In that same room was the little Baptist lady, who had also just undergone a double mastectomy. Gaines said once the women learned of his mother’s condition, she crawled into his mother’s hospital bed, laid her head in her lap, and prayed for her over the next 12 hours, asking God to heal her.

The next morning, the doctors and nurses came in to prepare Gaines’ mother for the final portion of the procedure when, to their shock, they couldn’t find the cancerous lump they had previously located. An X-ray confirmed the miracle—the cancer on the other side of her body was gone.

“What happened?” Gaines’ mother asked through tears.

“God healed you,” the little Baptist lady told her. “I prayed for you last night, and I asked God to heal you, and He did.”

Speaking to the prayer conference, Gaines asked, “Does anybody believe that God can still heal?” Late last year, he announced his own cancer battle—one he has said is improving. “ … That lady then led my mom to Christ. She got healed and got saved on that same bed.”

The anecdote underscored Gaines’ message to kick off the conference, rooted in Daniel 9: Prayer can move the hand of God. Prayer can also reveal the will of God, he said, and it blesses the heart of God. Prayer mattered for Daniel, who Gaines estimates prayed tens of thousands of times over the decades of his life, leading God to grant him favor even in captivity. And prayer mattered for his mother, who came to know Christ because a little Baptist lady gave up a night of her life making her requests known to God for a woman she didn’t know.

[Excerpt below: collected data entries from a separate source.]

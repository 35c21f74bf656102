use super::file::{SourceFilter, new_side_path, qualify};
use super::hunk::ChangedRange;
use std::collections::BTreeMap;

/// Changed-line ranges for every eligible file in a diff.
///
/// Keys are module-qualified paths. Iteration is sorted by path so that
/// everything derived from the map is deterministic.
#[derive(Debug, Default, Clone, PartialEq, Eq)]
pub struct FileRangeMap {
    files: BTreeMap<String, Vec<ChangedRange>>,
}

impl FileRangeMap {
    /// Extract changed ranges from `git diff --unified=0` output.
    ///
    /// Each `diff --git` line opens a section. Sections for files rejected by
    /// `filter` are skipped until the next `diff --git` line, and hunk headers
    /// seen before any eligible section are ignored.
    pub fn parse(text: &str, module_root: &str, filter: &SourceFilter) -> Self {
        let mut files: BTreeMap<String, Vec<ChangedRange>> = BTreeMap::new();
        let mut current: Option<String> = None;

        for line in text.lines() {
            if line.starts_with("diff --git") {
                current = new_side_path(line)
                    .filter(|path| filter.is_eligible(path))
                    .map(|path| qualify(module_root, path));

                match &current {
                    Some(path) => {
                        log::debug!("tracking changes in {path}");
                        files.entry(path.clone()).or_default();
                    }
                    None => log::debug!("skipping section: {line}"),
                }
            } else if line.starts_with("@@") {
                let Some(ranges) = current.as_ref().and_then(|path| files.get_mut(path)) else {
                    continue;
                };

                match ChangedRange::parse_header(line) {
                    Some(range) => ranges.push(range),
                    None => log::warn!("ignoring unrecognised hunk header: {line}"),
                }
            }
        }

        Self { files }
    }

    /// Ranges recorded for `path`, in diff order
    pub fn get(&self, path: &str) -> Option<&[ChangedRange]> {
        self.files.get(path).map(Vec::as_slice)
    }

    /// Iterate files and their ranges in path order
    pub fn iter(&self) -> impl Iterator<Item = (&str, &[ChangedRange])> {
        self.files
            .iter()
            .map(|(path, ranges)| (path.as_str(), ranges.as_slice()))
    }

    pub fn len(&self) -> usize {
        self.files.len()
    }

    pub fn is_empty(&self) -> bool {
        self.files.is_empty()
    }
}
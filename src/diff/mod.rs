pub mod file;
pub mod full;
pub mod hunk;

pub use file::SourceFilter;
pub use full::FileRangeMap;
pub use hunk::ChangedRange;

“There are things God does for praying people that He doesn’t do for people who don’t pray,” Gaines said. “ … Some of you are discouraged, and all discouragement is just the devil taking courage out of you. Some of you are discouraged because you don’t pray. God wants to encourage you. He wants to put courage back into you, and if you will pray, you won’t lose heart. You won’t be discouraged.”

The prayer conference featured some of the country’s leading voices on prayer and revival. Sermons were delivered by Southern Baptists of Texas Executive Director Nathan Lorick; Bill Elliff of The Summit Church in Little Rock, Ark.; Ronnie Floyd, author and pastor emeritus of Cross Church in Springdale, Ark.; and Robby Gallaty, senior pastor of Long Hollow Church in Hendersonville, Tenn. A pair of breakouts on the topic of prayer and revival were also offered, featuring Gaines’ wife, Donna, and pastors Todd Kaunitz and Nathan Lino. Worship was led by Julio Arriola, director of the church planting Send Network SBTC.

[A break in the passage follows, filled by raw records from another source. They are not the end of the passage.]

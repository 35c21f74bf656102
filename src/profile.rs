//! Go coverage profiles (`go test -coverprofile`).
//!
//! A profile is a `mode:` line followed by one line per statement block:
//!
//! ```text
//! mode: count
//! example.com/m/pkg/x.go:12.5,14.1 2 7
//! ```
//!
//! Parsing follows `golang.org/x/tools/cover`: blocks are grouped per file,
//! sorted by start position, and blocks reported more than once (for example
//! by several test binaries writing the same file) are merged into one.
//!
//! ```
//! use go_incr_cover::profile::CoverageProfile;
//!
//! let profile = CoverageProfile::parse("mode: set\nm/x.go:3.2,5.10 2 1\n").unwrap();
//! assert_eq!(profile.mode, "set");
//! assert_eq!(profile.files[0].file_name, "m/x.go");
//! assert_eq!(profile.files[0].blocks[0].end_line, 5);
//! ```

use error_set::error_set;
use nom::{
    IResult, Parser,
    character::complete::{char, u32 as number, u64 as execution_count},
    combinator::all_consuming,
    sequence::separated_pair,
};
use std::cmp::Ordering;
use std::collections::BTreeMap;
use std::fmt;
use std::path::Path;

error_set! {
    /// Errors from reading or parsing a coverage profile
    ProfileError := {
        /// The profile file could not be read
        #[display("Failed to read coverage profile {path}: {message}")]
        ReadFailed { path: String, message: String },
        /// First line is not `mode: <mode>`
        #[display("Bad mode line: '{line}'")]
        BadModeLine { line: String },
        /// A block line is not `file:sl.sc,el.ec numStmt count`
        #[display("Line '{line}' doesn't match expected format")]
        MalformedBlock { line: String },
        /// The same block was reported with different statement counts
        #[display("Inconsistent NumStmt for {file}: changed from {previous} to {current}")]
        InconsistentNumStmt { file: String, previous: u32, current: u32 },
    }
}

/// One instrumented span of a source file.
#[derive(Debug, Clone, Copy, PartialEq, Eq)]
pub struct CoverageBlock {
    pub start_line: u32,
    pub start_col: u32,
    pub end_line: u32,
    pub end_col: u32,
    pub num_stmt: u32,
    pub count: u64,
}

impl CoverageBlock {
    fn same_span(&self, other: &Self) -> bool {
        self.start_line == other.start_line
            && self.start_col == other.start_col
            && self.end_line == other.end_line
            && self.end_col == other.end_col
    }

    /// Order by start, then end, so identical spans are always adjacent
    fn cmp_span(&self, other: &Self) -> Ordering {
        (self.start_line, self.start_col, self.end_line, self.end_col).cmp(&(
            other.start_line,
            other.start_col,
            other.end_line,
            other.end_col,
        ))
    }
}

/// Renders the part of a profile line after `file:`
impl fmt::Display for CoverageBlock {
    fn fmt(&self, f: &mut fmt::Formatter<'_>) -> fmt::Result {
        write!(
            f,
            "{}.{},{}.{} {} {}",
            self.start_line, self.start_col, self.end_line, self.end_col, self.num_stmt, self.count
        )
    }
}

/// All blocks recorded for one file, sorted by start position
#[derive(Debug, Clone, PartialEq, Eq)]
pub struct FileProfile {
    pub file_name: String,
    pub blocks: Vec<CoverageBlock>,
}

/// A parsed coverage profile.
#[derive(Debug, Clone, PartialEq, Eq)]
pub struct CoverageProfile {
    /// Declared mode: `set`, `count` or `atomic`
    pub mode: String,
    /// Per-file blocks, sorted by file name
    pub files: Vec<FileProfile>,
}

impl CoverageProfile {
    /// Read and parse a profile from disk
    pub fn read(path: &Path) -> Result<Self, ProfileError> {
        let text = std::fs::read_to_string(path).map_err(|e| ProfileError::ReadFailed {
            path: path.display().to_string(),
            message: e.to_string(),
        })?;

        Self::parse(&text)
    }

    /// Parse profile text.
    ///
    /// # Errors
    ///
    /// Returns [`ProfileError`] if the first line is not a mode line, a block
    /// line is malformed, or a repeated block changes its statement count.
    pub fn parse(text: &str) -> Result<Self, ProfileError> {
        let mut lines = text.lines();

        let first = lines.next().unwrap_or_default();
        let mode = first
            .strip_prefix("mode: ")
            .filter(|mode| !mode.is_empty())
            .ok_or_else(|| ProfileError::BadModeLine {
                line: first.to_string(),
            })?
            .to_string();

        let mut by_file: BTreeMap<String, Vec<CoverageBlock>> = BTreeMap::new();
        for line in lines {
            if line.trim().is_empty() {
                continue;
            }
            let (file_name, block) = parse_line(line)?;
            by_file.entry(file_name.to_string()).or_default().push(block);
        }

        let files = by_file
            .into_iter()
            .map(|(file_name, blocks)| {
                let blocks = merge_blocks(&file_name, blocks, &mode)?;
                Ok(FileProfile { file_name, blocks })
            })
            .collect::<Result<Vec<_>, ProfileError>>()?;

        Ok(Self { mode, files })
    }

    /// Blocks for `file_name`, if the profile mentions it
    pub fn file(&self, file_name: &str) -> Option<&FileProfile> {
        self.files
            .binary_search_by(|probe| probe.file_name.as_str().cmp(file_name))
            .ok()
            .map(|idx| &self.files[idx])
    }
}

/// Split a block line at its last `:` and parse the position/count part
fn parse_line(line: &str) -> Result<(&str, CoverageBlock), ProfileError> {
    let malformed = || ProfileError::MalformedBlock {
        line: line.to_string(),
    };

    let (file_name, spec) = line
        .rsplit_once(':')
        .filter(|(file_name, _)| !file_name.is_empty())
        .ok_or_else(malformed)?;

    let (_, block) = all_consuming(block_spec)
        .parse(spec)
        .map_err(|_| malformed())?;

    Ok((file_name, block))
}

/// `line.col`
fn position(input: &str) -> IResult<&str, (u32, u32)> {
    separated_pair(number, char('.'), number).parse(input)
}

/// `sl.sc,el.ec numStmt count`
fn block_spec(input: &str) -> IResult<&str, CoverageBlock> {
    let (rest, ((start_line, start_col), _, (end_line, end_col), _, num_stmt, _, count)) =
        (position, char(','), position, char(' '), number, char(' '), execution_count).parse(input)?;

    Ok((
        rest,
        CoverageBlock {
            start_line,
            start_col,
            end_line,
            end_col,
            num_stmt,
            count,
        },
    ))
}

/// Sort blocks by start and fold repeated spans into one block
fn merge_blocks(
    file_name: &str,
    mut blocks: Vec<CoverageBlock>,
    mode: &str,
) -> Result<Vec<CoverageBlock>, ProfileError> {
    blocks.sort_by(CoverageBlock::cmp_span);

    let mut merged: Vec<CoverageBlock> = Vec::with_capacity(blocks.len());
    for block in blocks {
        match merged.last_mut() {
            Some(last) if last.same_span(&block) => {
                if last.num_stmt != block.num_stmt {
                    return Err(ProfileError::InconsistentNumStmt {
                        file: file_name.to_string(),
                        previous: last.num_stmt,
                        current: block.num_stmt,
                    });
                }
                if mode == "set" {
                    last.count |= block.count;
                } else {
                    last.count = last.count.saturating_add(block.count);
                }
            }
            _ => merged.push(block),
        }
    }

    Ok(merged)
}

The event drew participants from not only Texas, but states as far away as Oklahoma, Ohio, and Indiana, according to Kie Bowman, the national director of prayer for the Southern Baptist Convention who organized the conference. Bowman said his heart was not only to inform conference participants about prayer, but to equip them to “move the dial” regarding prayer in their local contexts.

An increase in prayer has been credited for a number of notable movements of God around the country. Included in that have been thousands of people surrendering their lives to Christ on college campuses nationwide and churches crying out to God in desperation to see Him revitalize their congregations and communities.

“Every morning when we wake up, all of hell should shudder—not because of our capabilities or who we know or what we can fund, but simply because the believer’s greatest weapon against the demons of hell is prayer,” Lorick said.

Lorick, who has championed the vital importance of prayer since being called to lead the SBTC in 2021, said crying out in desperation—and not our abilities or accomplishments—is what will impress the heart of God most and lead Him to do things only He can do.

“The truth of the matter is, prayer is not missing in our churches,” Lorick said. “Almost every church has some form of transactional prayer. We pray before the service, we pray before the offering, we pray at the end of the service.

“But what we must seek after is not transactional prayer, but transformational prayer,” he continued. “I just wonder what it would look like if believers and pastors and staff and churches took on a new posture of desperation [in prayer].”